Estate Taxes Only Apply to Property Transfers at Death that Exceed Exemption Limits
In 2023 individuals can pass $12.92 Million upon death to beneficiaries with no Federal Estate Tax. Married couples can pass on double at $25.84 Million. These limits will be reduced by 50% Jan 1, 2026, unless Congress passes a different law. For larger Estates the federal tax rate is a sliding scale maxing out at 40% on assets above the limit.
For simplicity, assume the exemption is $13 Million and the tax rate is a flat 40%.
Federal Taxes are Paid by the Estate / Giver, Not the Beneficiary / Receiver
Example: If Bill, unmarried, dies with an Estate valued at $15 Million, Estate taxes are paid on the $2 million above the exemption. The Estate pays $800,000 (40% x $2 Million) in Estate taxes and the remaining $14.2 Million can be distributed to beneficiaries free of federal tax. Beneficiaries are not taxed on their inheritance in Arizona (Only NE, IA, KY, MD, NE, NJ, PA have inheritance tax).
Making Large Gifts Now Reduces Exemptions at Death
Large gifts, over $17,000 to one person in a year, must be reported to the IRS. Reported gifts are deducted from your Lifetime Gift & Estate Exemption.
Example: Bill gives $1 Million to his daughter today and dies 3 months later with a $15 Million Estate. Bill’s Estate exemption is reduced by the $1 Million gift, leaving only $12 Million to transfer tax-free to beneficiaries. Bill transferred a total of $16 Million ($1 Million in life and $15 Million at death), which exceeded his lifetime Gift and Estate Exemption by $3 Million, which is subject to a 40% Estate tax. His Estate will therefore pay $1.2 Million in tax. Bill’s sole heir, his daughter, does not pay federal taxes on her inheritance.
Example: Bill gives $15 Million to his friend “Lucky” this year.
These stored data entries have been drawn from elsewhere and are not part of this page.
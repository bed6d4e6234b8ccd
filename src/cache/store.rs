//! In-process object cache backing ACL, path, sidebar and profile lookups.
//!
//! All entries live in one LRU map so a flush is a single `clear`. Lookups record hit and miss
//! counters through the `metrics` facade, labelled with the key family.

use std::sync::RwLock;
use std::sync::atomic::{AtomicU64, Ordering};

use lru::LruCache;
use metrics::counter;
use tracing::debug;

use crate::domain::{
    acl::AccessControlList,
    nodes::{Attachment, Breadcrumb, Page},
    types::{AccessKind, NodeId},
    users::UserProfile,
};

use super::config::CacheConfig;
use super::keys::{CacheKey, ViewerKey};
use super::lock::{rw_read, rw_write};

const SOURCE: &str = "cache::store";

pub const METRIC_CACHE_HIT: &str = "sitecreator_cache_hit_total";
pub const METRIC_CACHE_MISS: &str = "sitecreator_cache_miss_total";
pub const METRIC_CACHE_EVICT: &str = "sitecreator_cache_evict_total";
pub const METRIC_CACHE_FLUSH: &str = "sitecreator_cache_flush_total";

#[derive(Debug, Clone)]
enum CachedValue {
    Page(Page),
    Acl(AccessControlList),
    Flag(bool),
    Html(String),
    Attachments(Vec<Attachment>),
    Breadcrumbs(Vec<Breadcrumb>),
    Profile(Option<UserProfile>),
}

/// Counters shown on the cache inspection page.
#[derive(Debug, Clone, Copy, Default, PartialEq, Eq)]
pub struct CacheStats {
    pub hits: u64,
    pub misses: u64,
    pub evictions: u64,
    pub flushes: u64,
    pub items: usize,
    pub capacity: usize,
}

pub struct ObjectCache {
    entries: RwLock<LruCache<CacheKey, CachedValue>>,
    hits: AtomicU64,
    misses: AtomicU64,
    evictions: AtomicU64,
    flushes: AtomicU64,
}

impl ObjectCache {
    pub fn new(config: &CacheConfig) -> Self {
        Self {
            entries: RwLock::new(LruCache::new(config.capacity_non_zero())),
            hits: AtomicU64::new(0),
            misses: AtomicU64::new(0),
            evictions: AtomicU64::new(0),
            flushes: AtomicU64::new(0),
        }
    }

    pub fn get_root(&self) -> Option<Page> {
        self.lookup(CacheKey::Root, "get_root", page)
    }

    pub fn set_root(&self, page: Page) {
        self.store(CacheKey::Root, CachedValue::Page(page), "set_root");
    }

    pub fn get_effective_acl(&self, node: NodeId) -> Option<AccessControlList> {
        self.lookup(
            CacheKey::EffectiveAcl(node),
            "get_effective_acl",
            |value| match value {
                CachedValue::Acl(acl) => Some(acl.clone()),
                _ => None,
            },
        )
    }

    pub fn set_effective_acl(&self, node: NodeId, acl: AccessControlList) {
        self.store(
            CacheKey::EffectiveAcl(node),
            CachedValue::Acl(acl),
            "set_effective_acl",
        );
    }

    pub fn get_access(&self, node: NodeId, kind: AccessKind, viewer: ViewerKey) -> Option<bool> {
        self.lookup(
            CacheKey::Access { node, kind, viewer },
            "get_access",
            flag,
        )
    }

    pub fn set_access(&self, node: NodeId, kind: AccessKind, viewer: ViewerKey, allowed: bool) {
        self.store(
            CacheKey::Access { node, kind, viewer },
            CachedValue::Flag(allowed),
            "set_access",
        );
    }

    /// Page denoted by a joined path prefix.
    pub fn get_path(&self, prefix: &str) -> Option<Page> {
        self.lookup(
            CacheKey::PathPrefix(prefix.to_string()),
            "get_path",
            page,
        )
    }

    pub fn set_path(&self, prefix: String, target: Page) {
        self.store(
            CacheKey::PathPrefix(prefix),
            CachedValue::Page(target),
            "set_path",
        );
    }

    pub fn get_attached_files(&self, page: NodeId) -> Option<Vec<Attachment>> {
        self.lookup(
            CacheKey::AttachedFiles(page),
            "get_attached_files",
            |value| match value {
                CachedValue::Attachments(files) => Some(files.clone()),
                _ => None,
            },
        )
    }

    pub fn set_attached_files(&self, page: NodeId, files: Vec<Attachment>) {
        self.store(
            CacheKey::AttachedFiles(page),
            CachedValue::Attachments(files),
            "set_attached_files",
        );
    }

    pub fn get_breadcrumbs(&self, page: NodeId) -> Option<Vec<Breadcrumb>> {
        self.lookup(
            CacheKey::Breadcrumbs(page),
            "get_breadcrumbs",
            |value| match value {
                CachedValue::Breadcrumbs(crumbs) => Some(crumbs.clone()),
                _ => None,
            },
        )
    }

    pub fn set_breadcrumbs(&self, page: NodeId, crumbs: Vec<Breadcrumb>) {
        self.store(
            CacheKey::Breadcrumbs(page),
            CachedValue::Breadcrumbs(crumbs),
            "set_breadcrumbs",
        );
    }

    pub fn get_sidebar(&self, viewer: ViewerKey) -> Option<String> {
        self.lookup(CacheKey::Sidebar(viewer), "get_sidebar", |value| match value {
            CachedValue::Html(html) => Some(html.clone()),
            _ => None,
        })
    }

    pub fn set_sidebar(&self, viewer: ViewerKey, html: String) {
        self.store(
            CacheKey::Sidebar(viewer),
            CachedValue::Html(html),
            "set_sidebar",
        );
    }

    pub fn get_sidebar_contains(&self, page: NodeId) -> Option<bool> {
        self.lookup(
            CacheKey::SidebarContains(page),
            "get_sidebar_contains",
            flag,
        )
    }

    pub fn set_sidebar_contains(&self, page: NodeId, contained: bool) {
        self.store(
            CacheKey::SidebarContains(page),
            CachedValue::Flag(contained),
            "set_sidebar_contains",
        );
    }

    /// `Some(None)` records that no profile exists for the email.
    pub fn get_profile(&self, email: &str) -> Option<Option<UserProfile>> {
        self.lookup(
            CacheKey::ProfileByEmail(email.to_string()),
            "get_profile",
            |value| match value {
                CachedValue::Profile(profile) => Some(profile.clone()),
                _ => None,
            },
        )
    }

    pub fn set_profile(&self, email: String, profile: Option<UserProfile>) {
        self.store(
            CacheKey::ProfileByEmail(email),
            CachedValue::Profile(profile),
            "set_profile",
        );
    }

    /// Drops every entry.
    pub fn flush_all(&self, reason: &'static str) {
        let mut entries = rw_write(&self.entries, SOURCE, "flush_all");
        let dropped = entries.len();
        entries.clear();
        drop(entries);

        self.flushes.fetch_add(1, Ordering::Relaxed);
        counter!(METRIC_CACHE_FLUSH).increment(1);
        debug!(
            target = "sitecreator::cache",
            reason,
            dropped,
            "object cache flushed"
        );
    }

    pub fn stats(&self) -> CacheStats {
        let entries = rw_read(&self.entries, SOURCE, "stats");
        CacheStats {
            hits: self.hits.load(Ordering::Relaxed),
            misses: self.misses.load(Ordering::Relaxed),
            evictions: self.evictions.load(Ordering::Relaxed),
            flushes: self.flushes.load(Ordering::Relaxed),
            items: entries.len(),
            capacity: entries.cap().get(),
        }
    }

    pub fn len(&self) -> usize {
        rw_read(&self.entries, SOURCE, "len").len()
    }

    pub fn is_empty(&self) -> bool {
        self.len() == 0
    }

    fn lookup<T>(
        &self,
        key: CacheKey,
        op: &'static str,
        extract: impl FnOnce(&CachedValue) -> Option<T>,
    ) -> Option<T> {
        let family = key.family();
        let found = rw_write(&self.entries, SOURCE, op)
            .get(&key)
            .and_then(extract);

        if found.is_some() {
            self.hits.fetch_add(1, Ordering::Relaxed);
            counter!(METRIC_CACHE_HIT, "family" => family).increment(1);
        } else {
            self.misses.fetch_add(1, Ordering::Relaxed);
            counter!(METRIC_CACHE_MISS, "family" => family).increment(1);
        }
        found
    }

    fn store(&self, key: CacheKey, value: CachedValue, op: &'static str) {
        let family = key.family();
        let displaced = rw_write(&self.entries, SOURCE, op).push(key.clone(), value);
        if let Some((old_key, _)) = displaced
            && old_key != key
        {
            self.evictions.fetch_add(1, Ordering::Relaxed);
            counter!(METRIC_CACHE_EVICT, "family" => family).increment(1);
        }
    }
}

fn page(value: &CachedValue) -> Option<Page> {
    match value {
        CachedValue::Page(page) => Some(page.clone()),
        _ => None,
    }
}

fn flag(value: &CachedValue) -> Option<bool> {
    match value {
        CachedValue::Flag(flag) => Some(*flag),
        _ => None,
    }
}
Bill reports a $15 Million gift to the IRS and pays gift taxes based on the $2 Million above his lifetime exemption, which amounted to $800K for Uncle Sam. When Bill dies, his Estate pays 40% Estate tax on ALL ASSETS because his entire exemption
was used up during his lifetime.
Reportable vs Taxable Federal Gifts
Do not confuse “reportable gift” with “taxable gift”. All gifts exceeding $17K per person per year are reportable, but not taxable until you have exceeded your lifetime exemption. Gifts up to $17K per person per year are not reported to the IRS and therefore do not reduce your lifetime exemption.
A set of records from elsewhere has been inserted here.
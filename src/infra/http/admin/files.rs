use axum::{
    Extension,
    extract::{Path, State},
    http::StatusCode,
    response::{IntoResponse, Redirect, Response},
};
use axum_extra::extract::Multipart;
use axum_extra::extract::multipart::MultipartError;
use bytes::Bytes;
use tracing::warn;

use crate::{
    application::{
        error::HttpError,
        identity::Identity,
        tree::{TreeError, UploadCommand, UploadSource},
    },
    domain::types::NodeId,
    infra::http::{access_error_to_http, forbidden_page, not_found_page, tree_error_to_http},
};

use super::{AdminState, edit_page_href};

const UPLOAD_PATH: &str = "/admin/addfile/";

#[derive(Default)]
struct UploadForm {
    page_id: Option<String>,
    file: Option<(String, Bytes)>,
    url: Option<String>,
    hidden: bool,
}

async fn read_upload_form(
    multipart: &mut Multipart,
    limit_bytes: usize,
) -> Result<UploadForm, HttpError> {
    const SOURCE: &str = "infra::http::admin::read_upload_form";

    let mut form = UploadForm::default();
    loop {
        let field = match multipart.next_field().await {
            Ok(Some(field)) => field,
            Ok(None) => break,
            Err(err) => return Err(multipart_http_error(SOURCE, err, limit_bytes)),
        };

        match field.name() {
            Some("page_id") => {
                let value = field
                    .text()
                    .await
                    .map_err(|err| multipart_http_error(SOURCE, err, limit_bytes))?;
                form.page_id = Some(value.trim().to_string());
            }
            Some("url") => {
                let value = field
                    .text()
                    .await
                    .map_err(|err| multipart_http_error(SOURCE, err, limit_bytes))?;
                form.url = Some(value);
            }
            Some("hidden") => form.hidden = true,
            Some("attachment") => {
                let file_name = field
                    .file_name()
                    .map(|name| name.trim().to_string())
                    .unwrap_or_default();
                let data = field
                    .bytes()
                    .await
                    .map_err(|err| multipart_http_error(SOURCE, err, limit_bytes))?;
                // Browsers submit an empty part when no file was chosen.
                if !file_name.is_empty() {
                    form.file = Some((file_name, data));
                }
            }
            _ => continue,
        }
    }
    Ok(form)
}

fn multipart_http_error(source: &'static str, err: MultipartError, limit_bytes: usize) -> HttpError {
    match err.status() {
        StatusCode::PAYLOAD_TOO_LARGE => {
            let limit_mib = limit_bytes.div_ceil(1_048_576);
            HttpError::new(
                source,
                StatusCode::PAYLOAD_TOO_LARGE,
                "Upload is too large",
                format!("File is too large (limit is {limit_mib} MiB)"),
            )
        }
        status => HttpError::new(
            source,
            status,
            "Upload form data was invalid",
            err.body_text(),
        ),
    }
}

pub(super) async fn admin_file_upload(
    State(state): State<AdminState>,
    Extension(identity): Extension<Identity>,
    mut multipart: Multipart,
) -> Response {
    const SOURCE: &str = "infra::http::admin::admin_file_upload";

    let form = match read_upload_form(&mut multipart, state.upload_limit_bytes).await {
        Ok(form) => form,
        Err(err) => return err.into_response(),
    };

    let Some(page_id) = form.page_id.as_deref().and_then(|id| id.parse::<i64>().ok()) else {
        return not_found_page(&state.chrome, &identity, UPLOAD_PATH, None).await;
    };

    let page = match state.tree.find_page(NodeId(page_id)).await {
        Ok(Some(page)) => page,
        Ok(None) => {
            warn!(
                target = "sitecreator::http::admin",
                page_id,
                "upload for a page that does not exist"
            );
            return not_found_page(&state.chrome, &identity, UPLOAD_PATH, None).await;
        }
        Err(err) => return tree_error_to_http(SOURCE, err).into_response(),
    };

    match state
        .tree
        .access()
        .can_write(&page.meta, identity.viewer())
        .await
    {
        Ok(true) => {}
        Ok(false) => return forbidden_page(&state.chrome, &identity, UPLOAD_PATH, None).await,
        Err(err) => return access_error_to_http(SOURCE, err).into_response(),
    }

    let source = match (form.file, form.url) {
        (Some((file_name, data)), _) => UploadSource::File { file_name, data },
        (None, Some(url)) => UploadSource::Link { url },
        (None, None) => return not_found_page(&state.chrome, &identity, UPLOAD_PATH, None).await,
    };

    let command = UploadCommand {
        source,
        hidden: form.hidden,
    };
    match state
        .tree
        .upload_attachment(identity.viewer(), &page, command)
        .await
    {
        Ok(_) => Redirect::to(&format!("{}#files", edit_page_href(page.id()))).into_response(),
        Err(TreeError::Validation(message)) => {
            not_found_page(&state.chrome, &identity, UPLOAD_PATH, Some(message)).await
        }
        Err(TreeError::Forbidden(_)) => {
            forbidden_page(&state.chrome, &identity, UPLOAD_PATH, None).await
        }
        Err(err) => tree_error_to_http(SOURCE, err).into_response(),
    }
}

pub(super) async fn admin_file_delete(
    State(state): State<AdminState>,
    Extension(identity): Extension<Identity>,
    Path((page_id, file_id)): Path<(i64, i64)>,
) -> Response {
    const SOURCE: &str = "infra::http::admin::admin_file_delete";

    let request_path = format!("/admin/deletefile/{page_id}/{file_id}");
    let attachment = match state.tree.find_attachment_by_id(NodeId(file_id)).await {
        Ok(Some(attachment)) => attachment,
        Ok(None) => return not_found_page(&state.chrome, &identity, &request_path, None).await,
        Err(err) => return tree_error_to_http(SOURCE, err).into_response(),
    };

    match state
        .tree
        .delete_attachment(identity.viewer(), &attachment)
        .await
    {
        Ok(()) => Redirect::to(&format!("{}#files", edit_page_href(page_id))).into_response(),
        Err(TreeError::Forbidden(_)) => {
            forbidden_page(&state.chrome, &identity, &request_path, None).await
        }
        Err(err) => tree_error_to_http(SOURCE, err).into_response(),
    }
}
Example: “Bill & Linda” have $40 Million and want to minimize Estate taxes by maximizing non-reportable gifts each year. They have 5 sons, all married, and 20 grandchildren, totaling 30 people that will get annual gifts from both Bill & Linda. They can gift $1.02 Million each year ($17K x 30 from Bill, and the same from Linda). If gifts are made for 20 years, Bill & Linda reduce their Estate by $20.4 Million, saving almost $8.2 Million in Estate / Gift taxes.
Obviously there are many other tax strategies available such as charitable giving and charitable trusts, but hopefully by having a better understanding Gift and Estate taxes you can….
Leave a Legacy! Not a Burden.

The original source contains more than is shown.